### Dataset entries
+ + + + + + +

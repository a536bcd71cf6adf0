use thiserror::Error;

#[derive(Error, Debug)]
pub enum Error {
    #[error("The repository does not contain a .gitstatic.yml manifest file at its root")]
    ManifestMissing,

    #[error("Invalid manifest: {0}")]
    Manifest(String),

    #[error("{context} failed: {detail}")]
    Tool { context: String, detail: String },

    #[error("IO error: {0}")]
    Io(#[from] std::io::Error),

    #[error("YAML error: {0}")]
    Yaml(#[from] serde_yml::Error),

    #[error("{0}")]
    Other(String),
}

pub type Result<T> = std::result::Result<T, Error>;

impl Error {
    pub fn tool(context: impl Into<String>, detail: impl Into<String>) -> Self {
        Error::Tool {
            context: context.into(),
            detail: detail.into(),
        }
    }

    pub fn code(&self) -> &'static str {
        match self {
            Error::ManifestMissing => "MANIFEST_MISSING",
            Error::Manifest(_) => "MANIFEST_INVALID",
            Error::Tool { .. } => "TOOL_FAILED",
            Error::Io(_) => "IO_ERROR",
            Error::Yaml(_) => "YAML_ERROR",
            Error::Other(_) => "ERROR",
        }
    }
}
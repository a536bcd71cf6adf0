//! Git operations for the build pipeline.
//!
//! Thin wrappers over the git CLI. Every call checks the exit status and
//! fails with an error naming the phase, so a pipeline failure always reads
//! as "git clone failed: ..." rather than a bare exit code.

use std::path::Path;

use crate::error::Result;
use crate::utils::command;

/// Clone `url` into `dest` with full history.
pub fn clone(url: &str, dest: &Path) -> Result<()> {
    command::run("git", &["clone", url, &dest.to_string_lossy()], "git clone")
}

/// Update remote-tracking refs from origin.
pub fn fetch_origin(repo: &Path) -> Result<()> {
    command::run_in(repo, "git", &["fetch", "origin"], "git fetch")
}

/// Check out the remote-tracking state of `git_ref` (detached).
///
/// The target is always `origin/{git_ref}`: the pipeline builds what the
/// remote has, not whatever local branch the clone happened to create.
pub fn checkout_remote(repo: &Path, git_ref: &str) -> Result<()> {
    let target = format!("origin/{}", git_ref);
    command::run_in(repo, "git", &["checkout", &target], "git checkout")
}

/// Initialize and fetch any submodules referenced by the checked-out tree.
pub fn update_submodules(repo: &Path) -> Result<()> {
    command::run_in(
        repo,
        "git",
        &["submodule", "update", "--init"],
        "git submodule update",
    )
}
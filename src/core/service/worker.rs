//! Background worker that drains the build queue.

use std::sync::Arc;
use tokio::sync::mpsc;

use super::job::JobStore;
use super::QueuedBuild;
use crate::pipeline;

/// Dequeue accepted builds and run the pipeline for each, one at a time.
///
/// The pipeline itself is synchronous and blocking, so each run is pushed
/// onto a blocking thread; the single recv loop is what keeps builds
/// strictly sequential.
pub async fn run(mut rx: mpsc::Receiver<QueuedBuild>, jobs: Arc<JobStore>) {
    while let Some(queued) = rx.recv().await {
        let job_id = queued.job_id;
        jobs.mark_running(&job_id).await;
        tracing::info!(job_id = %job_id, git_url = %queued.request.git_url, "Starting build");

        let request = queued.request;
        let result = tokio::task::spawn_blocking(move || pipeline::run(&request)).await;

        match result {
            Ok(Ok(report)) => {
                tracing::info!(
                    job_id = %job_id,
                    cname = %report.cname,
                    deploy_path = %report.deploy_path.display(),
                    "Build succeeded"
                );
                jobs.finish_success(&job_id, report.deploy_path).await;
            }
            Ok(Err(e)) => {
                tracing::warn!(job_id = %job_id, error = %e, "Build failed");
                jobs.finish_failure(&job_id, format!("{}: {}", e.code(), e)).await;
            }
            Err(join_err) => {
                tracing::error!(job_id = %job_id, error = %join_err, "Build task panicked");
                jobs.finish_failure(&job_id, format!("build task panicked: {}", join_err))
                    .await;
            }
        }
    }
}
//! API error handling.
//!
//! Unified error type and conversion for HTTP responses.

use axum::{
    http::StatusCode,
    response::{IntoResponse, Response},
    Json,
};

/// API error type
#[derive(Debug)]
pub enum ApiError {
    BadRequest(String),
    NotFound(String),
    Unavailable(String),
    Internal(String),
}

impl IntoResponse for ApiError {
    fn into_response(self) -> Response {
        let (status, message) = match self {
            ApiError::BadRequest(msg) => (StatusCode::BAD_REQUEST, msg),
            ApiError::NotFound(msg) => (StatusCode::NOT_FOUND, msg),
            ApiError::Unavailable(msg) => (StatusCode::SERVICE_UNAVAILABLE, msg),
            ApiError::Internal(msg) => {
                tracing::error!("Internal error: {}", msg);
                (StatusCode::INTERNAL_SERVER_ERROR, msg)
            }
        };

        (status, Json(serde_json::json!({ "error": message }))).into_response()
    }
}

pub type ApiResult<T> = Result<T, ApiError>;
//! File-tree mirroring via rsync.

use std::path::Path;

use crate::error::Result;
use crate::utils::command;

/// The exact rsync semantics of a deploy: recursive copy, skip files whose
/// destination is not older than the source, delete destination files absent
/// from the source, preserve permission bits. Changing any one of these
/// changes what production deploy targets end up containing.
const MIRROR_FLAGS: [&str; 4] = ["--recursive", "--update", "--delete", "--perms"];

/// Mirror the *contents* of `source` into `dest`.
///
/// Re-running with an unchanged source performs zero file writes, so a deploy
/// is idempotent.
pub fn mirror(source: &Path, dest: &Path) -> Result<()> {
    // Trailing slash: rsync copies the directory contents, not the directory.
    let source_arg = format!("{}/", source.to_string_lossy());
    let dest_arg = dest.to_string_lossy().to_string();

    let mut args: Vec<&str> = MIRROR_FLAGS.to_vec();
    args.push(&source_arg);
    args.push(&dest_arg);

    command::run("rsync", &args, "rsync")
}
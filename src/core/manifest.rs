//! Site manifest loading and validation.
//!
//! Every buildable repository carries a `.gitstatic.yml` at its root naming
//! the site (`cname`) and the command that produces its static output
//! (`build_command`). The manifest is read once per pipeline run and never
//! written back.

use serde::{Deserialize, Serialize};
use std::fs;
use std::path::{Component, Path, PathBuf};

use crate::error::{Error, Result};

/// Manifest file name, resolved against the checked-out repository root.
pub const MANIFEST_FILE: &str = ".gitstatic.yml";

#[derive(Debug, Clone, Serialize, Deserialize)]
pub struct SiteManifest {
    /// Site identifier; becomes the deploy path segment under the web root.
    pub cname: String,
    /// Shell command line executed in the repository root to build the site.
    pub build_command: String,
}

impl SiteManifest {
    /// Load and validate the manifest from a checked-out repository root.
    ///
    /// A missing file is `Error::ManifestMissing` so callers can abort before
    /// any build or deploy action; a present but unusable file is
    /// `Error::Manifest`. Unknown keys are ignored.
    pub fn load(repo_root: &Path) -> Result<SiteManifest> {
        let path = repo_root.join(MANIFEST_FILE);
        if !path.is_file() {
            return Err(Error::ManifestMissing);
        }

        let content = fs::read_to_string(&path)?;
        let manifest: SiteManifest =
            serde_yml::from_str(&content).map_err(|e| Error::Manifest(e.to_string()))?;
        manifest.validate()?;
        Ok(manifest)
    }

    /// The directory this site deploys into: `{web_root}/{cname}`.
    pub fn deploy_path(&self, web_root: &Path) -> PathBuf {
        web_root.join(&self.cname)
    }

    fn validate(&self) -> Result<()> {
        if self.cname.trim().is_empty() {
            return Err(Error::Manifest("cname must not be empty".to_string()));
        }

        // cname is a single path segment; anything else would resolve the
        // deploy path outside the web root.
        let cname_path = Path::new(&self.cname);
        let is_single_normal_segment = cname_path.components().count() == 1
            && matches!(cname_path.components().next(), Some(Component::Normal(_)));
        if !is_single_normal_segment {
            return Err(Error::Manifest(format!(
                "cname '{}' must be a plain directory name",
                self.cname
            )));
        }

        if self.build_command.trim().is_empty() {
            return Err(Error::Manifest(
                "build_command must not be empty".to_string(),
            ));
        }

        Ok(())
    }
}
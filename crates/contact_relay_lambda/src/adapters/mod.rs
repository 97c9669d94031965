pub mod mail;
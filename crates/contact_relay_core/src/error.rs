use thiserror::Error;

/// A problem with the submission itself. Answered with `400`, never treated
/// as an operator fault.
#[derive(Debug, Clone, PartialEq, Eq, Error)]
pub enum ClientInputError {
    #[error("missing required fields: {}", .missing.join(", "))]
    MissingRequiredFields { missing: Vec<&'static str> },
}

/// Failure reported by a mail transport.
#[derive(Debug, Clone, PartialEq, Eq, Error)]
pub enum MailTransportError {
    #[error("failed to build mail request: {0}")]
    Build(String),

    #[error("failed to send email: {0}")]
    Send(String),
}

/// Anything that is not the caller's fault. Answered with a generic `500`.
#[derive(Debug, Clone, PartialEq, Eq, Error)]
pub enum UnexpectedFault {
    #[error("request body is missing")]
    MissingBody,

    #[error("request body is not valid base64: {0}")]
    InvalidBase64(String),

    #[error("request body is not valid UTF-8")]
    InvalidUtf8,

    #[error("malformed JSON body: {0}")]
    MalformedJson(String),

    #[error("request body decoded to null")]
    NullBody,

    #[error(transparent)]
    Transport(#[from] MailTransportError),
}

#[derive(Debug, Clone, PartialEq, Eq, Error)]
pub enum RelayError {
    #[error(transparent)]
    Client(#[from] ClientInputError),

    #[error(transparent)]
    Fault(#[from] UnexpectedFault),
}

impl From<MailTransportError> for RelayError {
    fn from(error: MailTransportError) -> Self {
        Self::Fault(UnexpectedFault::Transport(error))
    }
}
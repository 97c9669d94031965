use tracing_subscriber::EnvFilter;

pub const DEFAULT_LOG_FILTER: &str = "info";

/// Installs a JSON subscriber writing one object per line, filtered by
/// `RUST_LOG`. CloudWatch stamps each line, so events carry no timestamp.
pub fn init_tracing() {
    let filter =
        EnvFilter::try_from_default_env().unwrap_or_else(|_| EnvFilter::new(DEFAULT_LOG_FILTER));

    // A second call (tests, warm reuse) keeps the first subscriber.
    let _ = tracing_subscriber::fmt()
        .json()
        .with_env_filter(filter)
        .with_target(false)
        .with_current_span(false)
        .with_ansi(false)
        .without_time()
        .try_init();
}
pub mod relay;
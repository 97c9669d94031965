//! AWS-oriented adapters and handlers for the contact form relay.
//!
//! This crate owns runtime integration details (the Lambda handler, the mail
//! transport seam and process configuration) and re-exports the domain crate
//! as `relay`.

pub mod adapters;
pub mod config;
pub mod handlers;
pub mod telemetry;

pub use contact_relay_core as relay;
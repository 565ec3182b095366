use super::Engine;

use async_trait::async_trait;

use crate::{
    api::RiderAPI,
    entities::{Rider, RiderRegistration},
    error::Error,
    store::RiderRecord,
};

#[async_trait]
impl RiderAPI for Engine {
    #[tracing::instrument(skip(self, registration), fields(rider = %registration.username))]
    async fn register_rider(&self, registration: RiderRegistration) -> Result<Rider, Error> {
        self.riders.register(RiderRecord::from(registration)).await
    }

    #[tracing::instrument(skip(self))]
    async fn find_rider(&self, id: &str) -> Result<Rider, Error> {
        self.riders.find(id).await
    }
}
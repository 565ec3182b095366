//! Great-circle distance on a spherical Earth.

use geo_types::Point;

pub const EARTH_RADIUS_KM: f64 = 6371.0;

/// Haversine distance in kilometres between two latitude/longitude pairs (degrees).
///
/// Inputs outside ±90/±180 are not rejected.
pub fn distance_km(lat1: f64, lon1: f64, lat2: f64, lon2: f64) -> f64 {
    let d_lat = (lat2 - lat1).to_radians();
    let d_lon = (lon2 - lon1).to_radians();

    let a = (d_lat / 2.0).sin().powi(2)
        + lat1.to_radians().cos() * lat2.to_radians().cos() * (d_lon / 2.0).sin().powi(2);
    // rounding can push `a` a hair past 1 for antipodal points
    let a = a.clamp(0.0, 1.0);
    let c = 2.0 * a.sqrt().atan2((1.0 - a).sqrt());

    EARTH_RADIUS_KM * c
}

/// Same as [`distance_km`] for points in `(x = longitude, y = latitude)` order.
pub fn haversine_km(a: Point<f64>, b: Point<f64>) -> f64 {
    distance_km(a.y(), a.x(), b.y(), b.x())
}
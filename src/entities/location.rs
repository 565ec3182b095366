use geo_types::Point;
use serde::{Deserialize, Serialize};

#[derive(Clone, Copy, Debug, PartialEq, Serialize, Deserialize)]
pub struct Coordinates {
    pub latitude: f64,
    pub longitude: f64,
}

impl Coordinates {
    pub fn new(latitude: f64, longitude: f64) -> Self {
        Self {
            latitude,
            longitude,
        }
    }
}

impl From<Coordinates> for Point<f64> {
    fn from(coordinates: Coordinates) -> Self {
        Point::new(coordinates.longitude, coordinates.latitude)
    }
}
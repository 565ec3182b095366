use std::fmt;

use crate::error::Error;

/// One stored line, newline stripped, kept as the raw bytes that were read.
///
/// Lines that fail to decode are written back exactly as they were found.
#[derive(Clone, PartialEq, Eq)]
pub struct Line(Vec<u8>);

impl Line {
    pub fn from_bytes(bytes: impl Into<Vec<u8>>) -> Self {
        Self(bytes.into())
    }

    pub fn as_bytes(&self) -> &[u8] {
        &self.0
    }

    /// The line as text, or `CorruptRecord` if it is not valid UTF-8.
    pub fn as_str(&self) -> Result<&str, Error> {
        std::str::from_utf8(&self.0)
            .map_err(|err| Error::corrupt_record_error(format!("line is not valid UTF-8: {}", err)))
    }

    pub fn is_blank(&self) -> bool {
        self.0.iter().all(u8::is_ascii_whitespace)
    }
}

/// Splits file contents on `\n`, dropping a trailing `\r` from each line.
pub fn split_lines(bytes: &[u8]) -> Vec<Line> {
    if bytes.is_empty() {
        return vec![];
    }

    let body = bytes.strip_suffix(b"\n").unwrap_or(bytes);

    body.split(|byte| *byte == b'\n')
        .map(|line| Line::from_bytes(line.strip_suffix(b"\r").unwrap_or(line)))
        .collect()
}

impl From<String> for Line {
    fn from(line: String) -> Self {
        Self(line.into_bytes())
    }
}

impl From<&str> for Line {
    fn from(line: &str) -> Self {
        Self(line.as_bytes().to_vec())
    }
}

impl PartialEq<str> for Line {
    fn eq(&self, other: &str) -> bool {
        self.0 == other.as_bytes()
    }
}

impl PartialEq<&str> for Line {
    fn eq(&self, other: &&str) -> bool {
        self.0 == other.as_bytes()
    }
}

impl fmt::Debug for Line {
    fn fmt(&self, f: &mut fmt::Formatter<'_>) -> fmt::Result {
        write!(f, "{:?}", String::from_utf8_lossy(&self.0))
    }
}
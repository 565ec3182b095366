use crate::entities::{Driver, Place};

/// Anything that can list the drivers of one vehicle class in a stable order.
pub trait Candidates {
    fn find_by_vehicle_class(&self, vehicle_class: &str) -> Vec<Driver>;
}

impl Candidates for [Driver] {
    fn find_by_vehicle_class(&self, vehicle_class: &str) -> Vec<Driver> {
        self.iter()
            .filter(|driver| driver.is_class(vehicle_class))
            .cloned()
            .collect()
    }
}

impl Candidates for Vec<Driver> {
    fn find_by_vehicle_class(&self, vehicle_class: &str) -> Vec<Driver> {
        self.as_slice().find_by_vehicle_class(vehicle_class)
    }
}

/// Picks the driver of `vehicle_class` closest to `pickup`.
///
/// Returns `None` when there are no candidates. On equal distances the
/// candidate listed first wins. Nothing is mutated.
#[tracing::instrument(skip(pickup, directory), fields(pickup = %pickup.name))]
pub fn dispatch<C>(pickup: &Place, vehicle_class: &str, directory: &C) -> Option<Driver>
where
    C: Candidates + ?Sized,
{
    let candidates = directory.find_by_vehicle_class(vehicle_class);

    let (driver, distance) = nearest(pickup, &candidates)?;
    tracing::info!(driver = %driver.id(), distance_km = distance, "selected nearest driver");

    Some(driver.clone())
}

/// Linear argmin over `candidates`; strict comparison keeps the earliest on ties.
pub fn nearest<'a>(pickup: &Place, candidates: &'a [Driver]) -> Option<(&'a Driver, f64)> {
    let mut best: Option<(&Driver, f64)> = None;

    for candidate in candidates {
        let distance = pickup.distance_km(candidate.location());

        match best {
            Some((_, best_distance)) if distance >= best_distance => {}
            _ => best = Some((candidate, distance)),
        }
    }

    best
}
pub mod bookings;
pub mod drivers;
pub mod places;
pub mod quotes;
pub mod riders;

+ + + + + + +

### What to do
Which lines of the records above hold the word "NotFound"? Copy each one out.

### Answer section
    NotFound(String),
            ApiError::NotFound(msg) => (StatusCode::NOT_FOUND, msg),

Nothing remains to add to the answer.